Records from a dataset:
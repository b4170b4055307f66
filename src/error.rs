use crate::chain::ChainError;
use crate::config::ConfigError;
use crate::store::StoreError;

/// Top-level error for the service and listener surfaces
#[derive(Debug)]
pub enum AnalyticsError {
    Store(StoreError),
    Chain(ChainError),
    /// A contract was added for a chain with no configured connection
    NoProviderForChain(u64),
    Validation(String),
    Config(ConfigError),
}

impl From<StoreError> for AnalyticsError {
    fn from(err: StoreError) -> Self {
        AnalyticsError::Store(err)
    }
}

impl From<ChainError> for AnalyticsError {
    fn from(err: ChainError) -> Self {
        AnalyticsError::Chain(err)
    }
}

impl From<ConfigError> for AnalyticsError {
    fn from(err: ConfigError) -> Self {
        AnalyticsError::Config(err)
    }
}

impl std::fmt::Display for AnalyticsError {
    fn fmt(&self, f: &mut std::fmt::Formatter<'_>) -> std::fmt::Result {
        match self {
            AnalyticsError::Store(e) => write!(f, "{}", e),
            AnalyticsError::Chain(e) => write!(f, "{}", e),
            AnalyticsError::NoProviderForChain(id) => {
                write!(f, "No chain connection configured for chain {}", id)
            }
            AnalyticsError::Validation(msg) => write!(f, "Validation error: {}", msg),
            AnalyticsError::Config(e) => write!(f, "{}", e),
        }
    }
}

impl std::error::Error for AnalyticsError {}
#[cfg(test)]
mod tests {
    use super::*;
    use crate::types::{ContractCount, ContractEvent, EventCount, NewContract};
    use chrono::TimeZone;
    use serde_json::json;
    use tempfile::tempdir;

    fn contract_event(id: &str, block: u64, hour: u32) -> AnalyticsEvent {
        AnalyticsEvent::Contract(ContractEvent {
            id: id.to_string(),
            contract_address: "0xabc".to_string(),
            event_name: "Transfer".to_string(),
            tx_hash: format!("0xtx{}", id),
            block_number: block,
            log_index: 0,
            wallet_address: Some("0x1".to_string()),
            chain_id: 1,
            gas_used: Some(GasAmount::from(21000u64)),
            gas_price: None,
            event_args: json!({"value": "5"}),
            timestamp: Utc.with_ymd_and_hms(2024, 6, 1, hour, 0, 0).unwrap(),
        })
    }

    #[test]
    fn test_open_creates_parent_dir() {
        let dir = tempdir().unwrap();
        let path = dir.path().join("nested").join("analytics.db");
        let store = SqliteStore::open(&path).unwrap();
        assert!(path.exists());
        assert_eq!(store.count_users().unwrap(), 0);

        // Second open re-runs migrations without error
        drop(store);
        SqliteStore::open(&path).unwrap();
    }

    #[test]
    fn test_events_roundtrip_and_sort() {
        let store = SqliteStore::open_in_memory().unwrap();
        store.insert_event(&contract_event("a", 30, 1)).unwrap();
        store.insert_event(&contract_event("b", 10, 3)).unwrap();
        store.insert_event(&contract_event("c", 20, 2)).unwrap();
        store.insert_event(&contract_event("a", 99, 9)).unwrap();

        let filter = EventFilter::default();
        assert_eq!(store.count_events(&filter).unwrap(), 3);

        let by_block = store
            .query_events(
                &filter,
                Pagination::new(1, 2),
                Some(EventSort { field: SortField::BlockNumber, order: SortOrder::Asc }),
            )
            .unwrap();
        let ids: Vec<&str> = by_block.data.iter().map(|e| e.id()).collect();
        assert_eq!(ids, vec!["b", "c"]);
        assert_eq!(by_block.total, 3);
        assert!(by_block.has_more);

        let stored = store.get_event("a").unwrap().unwrap();
        assert_eq!(stored, contract_event("a", 30, 1));

        let counts = store.count_events_by_type(None, None).unwrap();
        assert_eq!(counts.get(&EventType::ContractInteraction), Some(&3));
    }

    #[test]
    fn test_contract_roundtrip_with_big_gas() {
        let store = SqliteStore::open_in_memory().unwrap();
        let now = Utc.with_ymd_and_hms(2024, 6, 1, 0, 0, 0).unwrap();
        let first = store
            .insert_contract_if_absent(&NewContract::new("0xabc").into_record(now))
            .unwrap();
        assert_eq!(first.total_interactions, 0);

        let mut updated = first.clone();
        updated.total_interactions = 7;
        updated.gas_used = "99999999999999999999999999".parse().unwrap();
        updated.events.insert("Transfer".to_string(), 7);
        updated.last_interaction = Some(now);
        store.save_contract(&updated).unwrap();

        // insert-if-absent must not clobber the saved row
        let again = store
            .insert_contract_if_absent(&NewContract::new("0xabc").into_record(now))
            .unwrap();
        assert_eq!(again, updated);
    }

    #[test]
    fn test_snapshot_upsert_overwrites() {
        let store = SqliteStore::open_in_memory().unwrap();
        let date = NaiveDate::from_ymd_opt(2024, 6, 1).unwrap();
        let mut snapshot = DailySnapshot {
            date,
            new_users: 1,
            active_users: 2,
            total_sessions: 3,
            average_session_duration: 1500.0,
            total_transactions: 4,
            total_gas_used: GasAmount::from(42000u64),
            top_contracts: vec![ContractCount { address: "0xabc".to_string(), interactions: 4 }],
            top_events: vec![EventCount { event_type: EventType::ContractInteraction, count: 4 }],
        };
        store.upsert_snapshot(&snapshot).unwrap();
        snapshot.new_users = 10;
        store.upsert_snapshot(&snapshot).unwrap();

        let all = store.snapshots_between(date, date).unwrap();
        assert_eq!(all, vec![snapshot]);
    }
}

* PROBLEM TO WORK ON:
Return each line among the entries that holds the word "Validation".

* PROBLEM SOLUTION:
    Validation(String),
            AnalyticsError::Validation(msg) => write!(f, "Validation error: {}", msg),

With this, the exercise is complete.